(DATA FOR PROCESSING)

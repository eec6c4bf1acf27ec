//! Session configuration and derived parameters for the SCPPM pipeline.
use std::fmt;
use std::str::FromStr;

use serde::{Deserialize, Serialize};
use serde_with::{serde_as, DisplayFromStr};

use crate::errors::ConfigError;

/// Number of coded bits in one SCPPM codeword, fixed by CCSDS 142.
pub const CODED_BITS_PER_CODEWORD: usize = 15120;

/// CRC width at the head of each information block.
pub const CRC_BITS: usize = 32;

/// Outer-code termination tail (memory of the 64-state code).
pub const TAIL_BITS: usize = 6;

/// Outer code rate, fixed per session.
#[derive(Debug, Clone, Copy, PartialEq, Eq, Hash)]
pub enum CodeRate {
    OneThird,
    OneHalf,
    TwoThirds,
}

impl CodeRate {
    /// Information block size in bits (CRC and tail included).
    pub fn information_block_bits(self) -> usize {
        match self {
            CodeRate::OneThird => 5040,
            CodeRate::OneHalf => 7560,
            CodeRate::TwoThirds => 10080,
        }
    }

    /// Payload bits carried per codeword once CRC and tail are reserved.
    pub fn payload_bits(self) -> usize {
        self.information_block_bits() - CRC_BITS - TAIL_BITS
    }
}

impl fmt::Display for CodeRate {
    fn fmt(&self, f: &mut fmt::Formatter<'_>) -> fmt::Result {
        match self {
            CodeRate::OneThird => write!(f, "1/3"),
            CodeRate::OneHalf => write!(f, "1/2"),
            CodeRate::TwoThirds => write!(f, "2/3"),
        }
    }
}

impl FromStr for CodeRate {
    type Err = String;

    fn from_str(s: &str) -> Result<Self, Self::Err> {
        match s.trim() {
            "1/3" => Ok(CodeRate::OneThird),
            "1/2" => Ok(CodeRate::OneHalf),
            "2/3" => Ok(CodeRate::TwoThirds),
            other => Err(format!("unknown code rate '{other}', expected 1/3, 1/2 or 2/3")),
        }
    }
}

/// User-facing session configuration.
///
/// This is the enumerated options value from the interface contract: unknown
/// fields are refused by serde, defaults match the lab setup of the reference
/// link (8-PPM, rate 2/3, two-branch interleaver).
#[serde_as]
#[derive(Debug, Clone, Serialize, Deserialize)]
#[serde(deny_unknown_fields, default)]
pub struct SessionConfig {
    /// PPM order M, power of two in 4..=256
    pub ppm_order: usize,
    #[serde_as(as = "DisplayFromStr")]
    pub code_rate: CodeRate,
    /// Base delay of the channel interleaver, in symbols
    pub b_interleaver: usize,
    /// Number of channel interleaver branches
    pub n_interleaver: usize,
    pub use_randomizer: bool,
    pub use_inner_encoder: bool,
    /// Slot duration in seconds (transmit clock)
    pub slot_length: f64,
    pub num_samples_per_slot: usize,
    pub max_turbo_iters: usize,
    /// Acceptance threshold K for CSM correlation peaks
    pub csm_threshold_k: f64,
    /// Reject pulses further than 3 sigma from the slot center (sigma = 0.1 slot)
    pub timing_gate: bool,
}

impl Default for SessionConfig {
    fn default() -> Self {
        Self {
            ppm_order: 8,
            code_rate: CodeRate::TwoThirds,
            b_interleaver: 2520,
            n_interleaver: 2,
            use_randomizer: true,
            use_inner_encoder: true,
            slot_length: 1.0e-8,
            num_samples_per_slot: 16,
            max_turbo_iters: 10,
            csm_threshold_k: 4.0,
            timing_gate: false,
        }
    }
}

/// Validated, immutable session parameters.
///
/// Built once at session start and threaded explicitly to every component;
/// there is no ambient parameter state anywhere in the crate.
#[derive(Debug, Clone)]
pub struct SessionParams {
    pub config: SessionConfig,
    /// Bits per PPM symbol, log2(M)
    pub bits_per_symbol: usize,
    pub num_guard_slots: usize,
    pub slots_per_symbol: usize,
    pub symbols_per_codeword: usize,
    pub symbol_length: f64,
}

impl SessionParams {
    pub fn new(config: SessionConfig) -> Result<Self, ConfigError> {
        let m = config.ppm_order;
        if !m.is_power_of_two() || !(4..=256).contains(&m) {
            return Err(ConfigError::InvalidPpmOrder { order: m });
        }
        let bits_per_symbol = m.trailing_zeros() as usize;
        let num_guard_slots = m / 4;
        let slots_per_symbol = m + num_guard_slots;
        if num_guard_slots * 4 != m || slots_per_symbol <= m {
            return Err(ConfigError::GuardSlotMismatch {
                guards: num_guard_slots,
                slots_per_symbol,
            });
        }
        let symbols_per_codeword = CODED_BITS_PER_CODEWORD / bits_per_symbol;

        if config.b_interleaver == 0 || config.n_interleaver == 0 {
            return Err(ConfigError::InterleaverZero {
                b: config.b_interleaver,
                n: config.n_interleaver,
            });
        }
        let product = config.b_interleaver * config.n_interleaver;
        if product % symbols_per_codeword != 0 {
            return Err(ConfigError::InterleaverNotAligned {
                product,
                symbols_per_codeword,
            });
        }
        if !(config.slot_length.is_finite() && config.slot_length > 0.0) {
            return Err(ConfigError::InvalidSlotLength {
                seconds: config.slot_length,
            });
        }
        if config.max_turbo_iters == 0 {
            return Err(ConfigError::ZeroIterations);
        }

        let symbol_length = slots_per_symbol as f64 * config.slot_length;
        Ok(Self {
            config,
            bits_per_symbol,
            num_guard_slots,
            slots_per_symbol,
            symbols_per_codeword,
            symbol_length,
        })
    }

    pub fn ppm_order(&self) -> usize {
        self.config.ppm_order
    }

    pub fn code_rate(&self) -> CodeRate {
        self.config.code_rate
    }

    /// Null symbols emitted by the channel interleaver pipeline in total
    /// (N(N-1)B/2 of priming at the head, the same again of tail flush).
    pub fn interleaver_fill_symbols(&self) -> usize {
        let n = self.config.n_interleaver;
        n * (n - 1) * self.config.b_interleaver
    }

    /// Whole codewords added to the stream by interleaver fill.
    pub fn interleaver_fill_codewords(&self) -> usize {
        self.interleaver_fill_symbols() / self.symbols_per_codeword
    }
}
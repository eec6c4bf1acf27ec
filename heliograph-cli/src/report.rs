//! JSON session reports written next to decode runs.

use std::path::Path;

use chrono::{DateTime, Utc};
use color_eyre::eyre::{Context, Result};
use serde::Serialize;

use heliograph_core::diagnostics::DecodeReport;

/// Session report persisted as JSON.
#[derive(Debug, Serialize)]
pub struct SessionReport {
    pub timestamp: DateTime<Utc>,
    pub ppm_order: usize,
    pub code_rate: String,
    pub decoded_bits: usize,
    pub codewords: usize,
    pub uncorrectable_codewords: usize,
    pub mean_iterations: f64,
    pub csm_positions: Vec<usize>,
    pub dark_counts: usize,
    pub ber_pre: Option<f64>,
    pub ber_post: Option<f64>,
    pub cancelled: bool,
}

impl SessionReport {
    pub fn new(
        ppm_order: usize,
        code_rate: String,
        decoded_bits: usize,
        report: &DecodeReport,
    ) -> Self {
        let mean_iterations = if report.iterations_used.is_empty() {
            0.0
        } else {
            report.iterations_used.iter().sum::<usize>() as f64
                / report.iterations_used.len() as f64
        };
        Self {
            timestamp: Utc::now(),
            ppm_order,
            code_rate,
            decoded_bits,
            codewords: report.payload_codewords,
            uncorrectable_codewords: report.uncorrectable_codewords.len(),
            mean_iterations,
            csm_positions: report.csm_positions.clone(),
            dark_counts: report.dark_counts,
            ber_pre: report.ber_pre,
            ber_post: report.ber_post,
            cancelled: report.cancelled,
        }
    }

    pub fn write(&self, path: &Path) -> Result<()> {
        let json = serde_json::to_string_pretty(self)?;
        std::fs::write(path, json).wrap_err_with(|| format!("writing {}", path.display()))
    }

    pub fn print_summary(&self) {
        println!("codewords decoded:    {}", self.codewords);
        println!("uncorrectable:        {}", self.uncorrectable_codewords);
        println!("mean turbo iterations: {:.2}", self.mean_iterations);
        println!("dark counts:          {}", self.dark_counts);
        if let Some(ber) = self.ber_pre {
            println!("BER before decoding:  {ber:.3e}");
        }
        if let Some(ber) = self.ber_post {
            println!("BER after decoding:   {ber:.3e}");
        }
    }
}
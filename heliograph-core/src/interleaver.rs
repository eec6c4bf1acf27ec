//! Channel (Forney) symbol interleaver and per-codeword bit interleaver.

use std::collections::VecDeque;

use crate::config::SessionParams;

/// Convolutional interleaver with `N` branches; branch `k` delays its
/// entries by `k * B` cells. The matching deinterleaver uses `(N-1-k) * B`
/// so every symbol sees the same total pipeline delay.
///
/// Generic over the symbol type so the transmit side can run it on plain
/// symbols and the receive side on detection results, where the `Default`
/// value doubles as the null fill.
#[derive(Debug, Clone)]
pub struct ConvolutionalInterleaver<T> {
    branches: Vec<VecDeque<T>>,
    cursor: usize,
}

impl<T: Clone + Default> ConvolutionalInterleaver<T> {
    /// Interleaver side: branch delays `0, B, 2B, ...`.
    pub fn interleaver(b: usize, n: usize) -> Self {
        Self::with_delays((0..n).map(|k| k * b).collect())
    }

    /// Deinterleaver side: branch delays `(N-1)B, (N-2)B, ..., 0`.
    pub fn deinterleaver(b: usize, n: usize) -> Self {
        Self::with_delays((0..n).map(|k| (n - 1 - k) * b).collect())
    }

    fn with_delays(delays: Vec<usize>) -> Self {
        let branches = delays
            .into_iter()
            .map(|d| {
                let mut line = VecDeque::with_capacity(d + 1);
                line.extend(std::iter::repeat_with(T::default).take(d));
                line
            })
            .collect();
        Self {
            branches,
            cursor: 0,
        }
    }

    /// Push one symbol through the commutator and pop the emerging one.
    pub fn push(&mut self, symbol: T) -> T {
        let next_cursor = (self.cursor + 1) % self.branches.len();
        let branch = &mut self.branches[self.cursor];
        self.cursor = next_cursor;
        branch.push_back(symbol);
        branch.pop_front().expect("delay line is never empty after a push")
    }

    /// Run a whole stream through, appending `flush` null symbols so the
    /// delayed tail emerges. Output length is `input.len() + flush`.
    pub fn run(&mut self, input: &[T], flush: usize) -> Vec<T> {
        let mut out = Vec::with_capacity(input.len() + flush);
        for s in input {
            out.push(self.push(s.clone()));
        }
        for _ in 0..flush {
            out.push(self.push(T::default()));
        }
        out
    }
}

/// Interleave a symbol stream, flushing the full pipeline: the result is
/// `input.len() + N(N-1)B` symbols, null-filled at both ends of the shuffle.
pub fn channel_interleave<T: Clone + Default>(input: &[T], params: &SessionParams) -> Vec<T> {
    let b = params.config.b_interleaver;
    let n = params.config.n_interleaver;
    ConvolutionalInterleaver::interleaver(b, n).run(input, params.interleaver_fill_symbols())
}

/// Invert [`channel_interleave`]: feed the interleaved stream through the
/// mirrored delays and drop the `N(N-1)B` leading null symbols. The output
/// length equals the original pre-interleave stream length.
pub fn channel_deinterleave<T: Clone + Default>(input: &[T], params: &SessionParams) -> Vec<T> {
    let b = params.config.b_interleaver;
    let n = params.config.n_interleaver;
    let fill = params.interleaver_fill_symbols();
    let mut out = ConvolutionalInterleaver::deinterleaver(b, n).run(input, 0);
    out.drain(..fill.min(out.len()));
    out
}

/// Per-codeword block bit interleaver: write the 15120 coded bits row-major
/// into an (m x 15120/m) matrix and read column-major, so the m bits of each
/// PPM symbol come from positions 15120/m apart.
pub fn bit_interleave(bits: &[u8], bits_per_symbol: usize) -> Vec<u8> {
    let cols = bits.len() / bits_per_symbol;
    debug_assert_eq!(bits.len() % bits_per_symbol, 0);
    let mut out = Vec::with_capacity(bits.len());
    for c in 0..cols {
        for r in 0..bits_per_symbol {
            out.push(bits[r * cols + c]);
        }
    }
    out
}

/// Inverse permutation of [`bit_interleave`].
pub fn bit_deinterleave(bits: &[u8], bits_per_symbol: usize) -> Vec<u8> {
    let cols = bits.len() / bits_per_symbol;
    debug_assert_eq!(bits.len() % bits_per_symbol, 0);
    let mut out = vec![0u8; bits.len()];
    let mut src = bits.iter();
    for c in 0..cols {
        for r in 0..bits_per_symbol {
            out[r * cols + c] = *src.next().expect("length checked above");
        }
    }
    out
}

/// Apply the bit-interleaver permutation to LLRs (receive path).
pub fn bit_interleave_llrs(llrs: &[f64], bits_per_symbol: usize) -> Vec<f64> {
    let cols = llrs.len() / bits_per_symbol;
    let mut out = Vec::with_capacity(llrs.len());
    for c in 0..cols {
        for r in 0..bits_per_symbol {
            out.push(llrs[r * cols + c]);
        }
    }
    out
}

/// Apply the inverse permutation to LLRs (receive path).
pub fn bit_deinterleave_llrs(llrs: &[f64], bits_per_symbol: usize) -> Vec<f64> {
    let cols = llrs.len() / bits_per_symbol;
    let mut out = vec![0.0f64; llrs.len()];
    let mut src = llrs.iter();
    for c in 0..cols {
        for r in 0..bits_per_symbol {
            out[r * cols + c] = *src.next().expect("length checked above");
        }
    }
    out
}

(End DATA FOR PROCESSING)

Would you retype the lines above from the one with "by interleaver fill." down to the one with "to decode runs.", word for word, both ends included and no other lines?

● WRITTEN RESPONSE
    /// Whole codewords added to the stream by interleaver fill.
    pub fn interleaver_fill_codewords(&self) -> usize {
        self.interleaver_fill_symbols() / self.symbols_per_codeword
    }
}
repository eec6c4bf1acf27ec
filename heliograph-cli/src/report.rs
//! JSON session reports written next to decode runs.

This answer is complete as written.